BEGIN Data provided

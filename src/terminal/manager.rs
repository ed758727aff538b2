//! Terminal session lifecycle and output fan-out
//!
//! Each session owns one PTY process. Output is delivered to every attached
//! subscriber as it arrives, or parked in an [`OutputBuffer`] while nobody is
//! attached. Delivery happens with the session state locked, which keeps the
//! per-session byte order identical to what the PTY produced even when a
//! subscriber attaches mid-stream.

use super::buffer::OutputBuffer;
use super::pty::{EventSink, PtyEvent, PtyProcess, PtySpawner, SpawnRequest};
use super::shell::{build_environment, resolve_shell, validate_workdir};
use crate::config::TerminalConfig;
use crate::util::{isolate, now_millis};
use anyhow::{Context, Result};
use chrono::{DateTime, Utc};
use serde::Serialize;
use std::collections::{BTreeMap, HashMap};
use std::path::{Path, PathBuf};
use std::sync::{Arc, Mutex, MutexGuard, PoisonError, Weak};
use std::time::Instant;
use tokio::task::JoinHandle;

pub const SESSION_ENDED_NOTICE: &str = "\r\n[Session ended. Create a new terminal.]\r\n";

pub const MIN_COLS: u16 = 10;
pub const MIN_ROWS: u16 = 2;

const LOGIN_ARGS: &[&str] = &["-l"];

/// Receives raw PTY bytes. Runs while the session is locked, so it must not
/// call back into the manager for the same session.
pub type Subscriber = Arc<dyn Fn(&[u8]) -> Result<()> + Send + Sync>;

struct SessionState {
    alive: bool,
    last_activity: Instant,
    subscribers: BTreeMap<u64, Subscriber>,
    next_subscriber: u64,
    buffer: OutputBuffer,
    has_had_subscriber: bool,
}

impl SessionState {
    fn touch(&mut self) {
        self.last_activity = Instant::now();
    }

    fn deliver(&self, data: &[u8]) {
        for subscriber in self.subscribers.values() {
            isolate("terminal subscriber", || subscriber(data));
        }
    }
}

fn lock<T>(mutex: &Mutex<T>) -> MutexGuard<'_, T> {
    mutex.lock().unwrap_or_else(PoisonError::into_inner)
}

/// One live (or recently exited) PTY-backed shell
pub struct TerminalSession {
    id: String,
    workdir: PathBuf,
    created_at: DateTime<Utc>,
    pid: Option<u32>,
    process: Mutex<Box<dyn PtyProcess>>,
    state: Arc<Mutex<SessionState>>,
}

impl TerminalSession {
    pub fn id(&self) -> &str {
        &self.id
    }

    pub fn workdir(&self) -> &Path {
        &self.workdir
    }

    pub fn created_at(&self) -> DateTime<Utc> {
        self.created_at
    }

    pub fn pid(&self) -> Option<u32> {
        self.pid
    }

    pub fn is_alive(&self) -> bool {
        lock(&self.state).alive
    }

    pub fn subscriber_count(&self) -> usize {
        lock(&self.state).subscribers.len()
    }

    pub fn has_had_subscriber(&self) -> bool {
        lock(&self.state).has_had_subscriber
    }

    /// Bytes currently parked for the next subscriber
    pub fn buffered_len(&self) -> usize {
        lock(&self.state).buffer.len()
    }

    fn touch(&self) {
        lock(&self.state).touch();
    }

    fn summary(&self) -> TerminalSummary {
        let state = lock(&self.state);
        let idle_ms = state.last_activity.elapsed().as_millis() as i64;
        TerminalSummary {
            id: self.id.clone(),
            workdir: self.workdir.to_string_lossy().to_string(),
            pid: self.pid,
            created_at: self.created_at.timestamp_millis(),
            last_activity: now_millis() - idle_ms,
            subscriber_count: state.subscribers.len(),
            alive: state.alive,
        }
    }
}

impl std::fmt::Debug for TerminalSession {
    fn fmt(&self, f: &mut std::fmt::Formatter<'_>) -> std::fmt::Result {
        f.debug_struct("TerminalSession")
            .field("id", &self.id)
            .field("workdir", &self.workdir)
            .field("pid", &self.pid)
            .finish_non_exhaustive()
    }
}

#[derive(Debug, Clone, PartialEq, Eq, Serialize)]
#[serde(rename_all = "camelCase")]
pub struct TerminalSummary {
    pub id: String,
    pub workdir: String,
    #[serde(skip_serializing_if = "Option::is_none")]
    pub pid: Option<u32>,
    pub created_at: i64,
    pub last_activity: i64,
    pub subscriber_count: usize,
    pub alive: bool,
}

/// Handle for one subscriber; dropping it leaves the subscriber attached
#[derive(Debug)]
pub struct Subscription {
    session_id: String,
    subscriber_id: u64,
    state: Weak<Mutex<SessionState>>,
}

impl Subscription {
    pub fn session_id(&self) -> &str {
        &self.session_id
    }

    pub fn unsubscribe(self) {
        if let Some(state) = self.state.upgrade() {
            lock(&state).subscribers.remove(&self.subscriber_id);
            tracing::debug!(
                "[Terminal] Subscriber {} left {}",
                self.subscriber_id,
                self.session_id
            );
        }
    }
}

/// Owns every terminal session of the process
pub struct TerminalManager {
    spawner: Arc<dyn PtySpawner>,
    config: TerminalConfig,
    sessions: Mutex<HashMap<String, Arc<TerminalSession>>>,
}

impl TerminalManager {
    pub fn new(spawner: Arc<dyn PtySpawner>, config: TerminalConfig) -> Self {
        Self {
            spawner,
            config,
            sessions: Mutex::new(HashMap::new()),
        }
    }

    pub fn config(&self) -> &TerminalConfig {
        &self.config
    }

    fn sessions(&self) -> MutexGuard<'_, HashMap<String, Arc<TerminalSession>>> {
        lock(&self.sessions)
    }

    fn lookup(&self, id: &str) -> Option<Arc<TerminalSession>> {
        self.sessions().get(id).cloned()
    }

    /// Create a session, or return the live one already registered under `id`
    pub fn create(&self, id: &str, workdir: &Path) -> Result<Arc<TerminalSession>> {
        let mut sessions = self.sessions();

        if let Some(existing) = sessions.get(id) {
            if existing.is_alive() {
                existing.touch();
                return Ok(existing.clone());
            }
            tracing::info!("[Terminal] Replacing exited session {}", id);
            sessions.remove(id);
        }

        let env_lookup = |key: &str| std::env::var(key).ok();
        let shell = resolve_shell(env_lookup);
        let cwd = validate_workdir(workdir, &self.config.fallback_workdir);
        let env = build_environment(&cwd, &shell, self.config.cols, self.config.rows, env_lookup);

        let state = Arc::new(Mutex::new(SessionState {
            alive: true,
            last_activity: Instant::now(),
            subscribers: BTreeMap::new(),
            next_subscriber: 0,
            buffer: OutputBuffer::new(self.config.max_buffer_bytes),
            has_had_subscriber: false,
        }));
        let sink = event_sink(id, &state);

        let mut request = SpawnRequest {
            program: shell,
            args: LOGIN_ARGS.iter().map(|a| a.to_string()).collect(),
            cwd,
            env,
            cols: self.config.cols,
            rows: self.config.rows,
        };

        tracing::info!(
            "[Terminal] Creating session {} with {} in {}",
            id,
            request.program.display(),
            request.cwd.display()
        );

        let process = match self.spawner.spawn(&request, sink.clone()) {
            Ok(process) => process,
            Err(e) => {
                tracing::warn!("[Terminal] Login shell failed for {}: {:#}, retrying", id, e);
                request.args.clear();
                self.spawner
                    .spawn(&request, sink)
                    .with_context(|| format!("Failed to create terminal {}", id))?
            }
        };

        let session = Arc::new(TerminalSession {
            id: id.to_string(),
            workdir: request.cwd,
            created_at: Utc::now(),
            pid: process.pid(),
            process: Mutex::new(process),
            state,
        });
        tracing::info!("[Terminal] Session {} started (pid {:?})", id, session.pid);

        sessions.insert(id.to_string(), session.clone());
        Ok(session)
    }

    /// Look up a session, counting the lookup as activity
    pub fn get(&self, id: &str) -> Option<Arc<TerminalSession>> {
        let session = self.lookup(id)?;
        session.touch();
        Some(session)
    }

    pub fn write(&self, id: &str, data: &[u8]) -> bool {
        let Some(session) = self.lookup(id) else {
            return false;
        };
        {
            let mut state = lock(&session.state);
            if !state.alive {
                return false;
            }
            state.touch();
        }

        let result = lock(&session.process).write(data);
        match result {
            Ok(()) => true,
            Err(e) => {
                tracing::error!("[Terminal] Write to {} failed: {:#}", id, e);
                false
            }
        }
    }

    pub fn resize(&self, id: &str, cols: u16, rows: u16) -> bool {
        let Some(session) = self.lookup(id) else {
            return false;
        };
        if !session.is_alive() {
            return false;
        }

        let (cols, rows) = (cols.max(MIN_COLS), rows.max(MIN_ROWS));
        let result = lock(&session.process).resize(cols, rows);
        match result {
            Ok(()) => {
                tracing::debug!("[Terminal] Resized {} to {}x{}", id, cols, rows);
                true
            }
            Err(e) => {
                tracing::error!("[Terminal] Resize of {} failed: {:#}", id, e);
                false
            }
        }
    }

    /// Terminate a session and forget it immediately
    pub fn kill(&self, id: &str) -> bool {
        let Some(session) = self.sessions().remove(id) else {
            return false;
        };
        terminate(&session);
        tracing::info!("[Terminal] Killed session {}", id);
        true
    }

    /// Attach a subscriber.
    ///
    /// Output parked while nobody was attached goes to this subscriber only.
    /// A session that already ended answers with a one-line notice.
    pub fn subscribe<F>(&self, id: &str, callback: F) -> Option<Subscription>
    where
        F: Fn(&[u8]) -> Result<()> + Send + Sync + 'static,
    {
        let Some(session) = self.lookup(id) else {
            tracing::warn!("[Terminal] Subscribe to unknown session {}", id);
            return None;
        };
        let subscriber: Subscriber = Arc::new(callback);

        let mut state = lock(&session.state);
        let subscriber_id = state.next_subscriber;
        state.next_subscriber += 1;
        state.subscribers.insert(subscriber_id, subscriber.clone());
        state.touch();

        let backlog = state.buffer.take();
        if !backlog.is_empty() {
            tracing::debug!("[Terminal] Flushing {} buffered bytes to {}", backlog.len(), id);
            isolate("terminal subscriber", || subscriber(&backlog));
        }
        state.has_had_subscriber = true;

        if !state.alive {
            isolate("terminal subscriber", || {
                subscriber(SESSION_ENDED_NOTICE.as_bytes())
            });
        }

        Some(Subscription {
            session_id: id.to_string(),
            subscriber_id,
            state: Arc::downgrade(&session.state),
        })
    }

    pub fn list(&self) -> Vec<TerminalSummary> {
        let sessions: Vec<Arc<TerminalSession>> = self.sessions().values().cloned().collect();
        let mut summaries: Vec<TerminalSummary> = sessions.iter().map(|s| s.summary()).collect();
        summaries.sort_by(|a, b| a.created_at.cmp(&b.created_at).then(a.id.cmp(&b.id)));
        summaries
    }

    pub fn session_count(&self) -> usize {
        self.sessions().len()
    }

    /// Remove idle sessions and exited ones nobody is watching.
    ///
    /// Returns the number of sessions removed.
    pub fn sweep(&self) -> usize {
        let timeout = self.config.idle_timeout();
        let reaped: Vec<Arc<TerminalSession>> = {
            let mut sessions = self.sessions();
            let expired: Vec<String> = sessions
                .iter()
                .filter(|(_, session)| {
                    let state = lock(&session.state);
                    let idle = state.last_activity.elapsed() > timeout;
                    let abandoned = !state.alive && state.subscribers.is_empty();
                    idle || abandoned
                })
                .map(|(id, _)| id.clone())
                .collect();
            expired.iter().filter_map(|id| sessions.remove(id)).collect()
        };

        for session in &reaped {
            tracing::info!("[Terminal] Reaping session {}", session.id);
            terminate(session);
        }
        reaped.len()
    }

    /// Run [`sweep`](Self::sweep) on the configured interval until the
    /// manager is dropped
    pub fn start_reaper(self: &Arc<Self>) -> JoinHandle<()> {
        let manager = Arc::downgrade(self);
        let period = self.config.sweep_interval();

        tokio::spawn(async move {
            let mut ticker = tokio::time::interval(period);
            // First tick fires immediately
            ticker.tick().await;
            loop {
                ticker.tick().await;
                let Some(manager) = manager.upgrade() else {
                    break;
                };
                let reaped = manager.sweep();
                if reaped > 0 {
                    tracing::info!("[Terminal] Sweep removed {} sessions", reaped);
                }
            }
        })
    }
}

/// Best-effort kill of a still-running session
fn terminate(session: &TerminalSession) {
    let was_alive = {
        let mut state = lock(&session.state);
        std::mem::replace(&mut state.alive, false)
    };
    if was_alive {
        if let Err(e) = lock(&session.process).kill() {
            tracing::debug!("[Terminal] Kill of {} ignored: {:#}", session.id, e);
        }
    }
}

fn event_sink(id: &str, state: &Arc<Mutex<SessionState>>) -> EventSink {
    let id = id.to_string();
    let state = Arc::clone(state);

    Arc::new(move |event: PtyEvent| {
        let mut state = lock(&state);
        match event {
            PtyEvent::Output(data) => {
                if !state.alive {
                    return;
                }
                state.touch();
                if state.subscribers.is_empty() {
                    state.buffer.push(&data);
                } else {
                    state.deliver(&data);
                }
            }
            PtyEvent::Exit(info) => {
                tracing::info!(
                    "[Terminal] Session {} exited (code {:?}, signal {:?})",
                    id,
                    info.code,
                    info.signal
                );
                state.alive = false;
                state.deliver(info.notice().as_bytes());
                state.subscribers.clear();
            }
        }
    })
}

END Data provided
BEGIN Data provided

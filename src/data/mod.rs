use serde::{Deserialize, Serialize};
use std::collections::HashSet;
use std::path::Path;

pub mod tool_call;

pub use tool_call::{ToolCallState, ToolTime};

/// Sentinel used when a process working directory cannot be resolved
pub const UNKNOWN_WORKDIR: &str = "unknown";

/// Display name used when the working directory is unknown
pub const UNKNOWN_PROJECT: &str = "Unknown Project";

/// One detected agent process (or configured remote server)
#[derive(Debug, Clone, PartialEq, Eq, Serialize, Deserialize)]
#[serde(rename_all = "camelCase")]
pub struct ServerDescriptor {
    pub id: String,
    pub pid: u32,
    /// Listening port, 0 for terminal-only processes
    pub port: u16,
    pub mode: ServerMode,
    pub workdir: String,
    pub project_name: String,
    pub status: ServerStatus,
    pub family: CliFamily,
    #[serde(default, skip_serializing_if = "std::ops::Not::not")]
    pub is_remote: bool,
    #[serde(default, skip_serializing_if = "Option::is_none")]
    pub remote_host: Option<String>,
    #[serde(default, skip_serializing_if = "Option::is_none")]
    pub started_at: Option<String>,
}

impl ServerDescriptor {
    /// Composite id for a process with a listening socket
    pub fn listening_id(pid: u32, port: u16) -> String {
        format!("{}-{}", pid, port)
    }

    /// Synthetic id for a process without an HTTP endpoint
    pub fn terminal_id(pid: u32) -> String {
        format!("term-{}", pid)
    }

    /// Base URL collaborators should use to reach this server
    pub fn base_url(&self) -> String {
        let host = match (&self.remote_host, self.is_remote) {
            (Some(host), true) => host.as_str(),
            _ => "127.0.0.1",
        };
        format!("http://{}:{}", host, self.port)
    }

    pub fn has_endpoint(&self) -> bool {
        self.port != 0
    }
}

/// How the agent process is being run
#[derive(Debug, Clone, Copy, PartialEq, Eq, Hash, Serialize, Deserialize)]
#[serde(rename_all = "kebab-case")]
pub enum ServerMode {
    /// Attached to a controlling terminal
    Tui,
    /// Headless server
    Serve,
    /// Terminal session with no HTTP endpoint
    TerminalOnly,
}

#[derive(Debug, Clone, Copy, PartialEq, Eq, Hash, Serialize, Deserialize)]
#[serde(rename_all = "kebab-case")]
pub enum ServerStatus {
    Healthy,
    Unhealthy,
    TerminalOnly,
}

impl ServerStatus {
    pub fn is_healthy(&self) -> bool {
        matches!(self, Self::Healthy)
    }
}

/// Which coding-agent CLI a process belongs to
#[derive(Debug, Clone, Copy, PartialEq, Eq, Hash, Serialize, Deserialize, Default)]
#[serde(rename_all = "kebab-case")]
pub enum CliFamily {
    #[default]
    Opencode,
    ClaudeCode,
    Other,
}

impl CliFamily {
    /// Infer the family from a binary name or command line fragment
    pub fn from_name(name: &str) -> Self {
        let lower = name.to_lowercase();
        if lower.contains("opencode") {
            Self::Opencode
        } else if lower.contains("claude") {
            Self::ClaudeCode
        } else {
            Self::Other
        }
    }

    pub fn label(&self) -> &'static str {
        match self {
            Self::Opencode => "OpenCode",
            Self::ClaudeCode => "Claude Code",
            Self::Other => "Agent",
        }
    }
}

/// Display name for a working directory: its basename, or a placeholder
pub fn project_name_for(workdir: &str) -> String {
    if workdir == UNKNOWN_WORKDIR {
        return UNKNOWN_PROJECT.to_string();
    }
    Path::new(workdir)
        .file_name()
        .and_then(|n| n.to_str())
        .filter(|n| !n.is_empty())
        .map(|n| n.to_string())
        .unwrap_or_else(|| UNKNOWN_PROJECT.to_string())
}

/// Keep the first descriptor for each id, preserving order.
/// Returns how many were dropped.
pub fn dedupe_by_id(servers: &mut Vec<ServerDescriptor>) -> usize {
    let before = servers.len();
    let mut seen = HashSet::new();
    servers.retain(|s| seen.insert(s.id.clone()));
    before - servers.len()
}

END Data provided

Activity:
The expected output is one number, the tally of lines above containing "DateTime".

Written reply:
3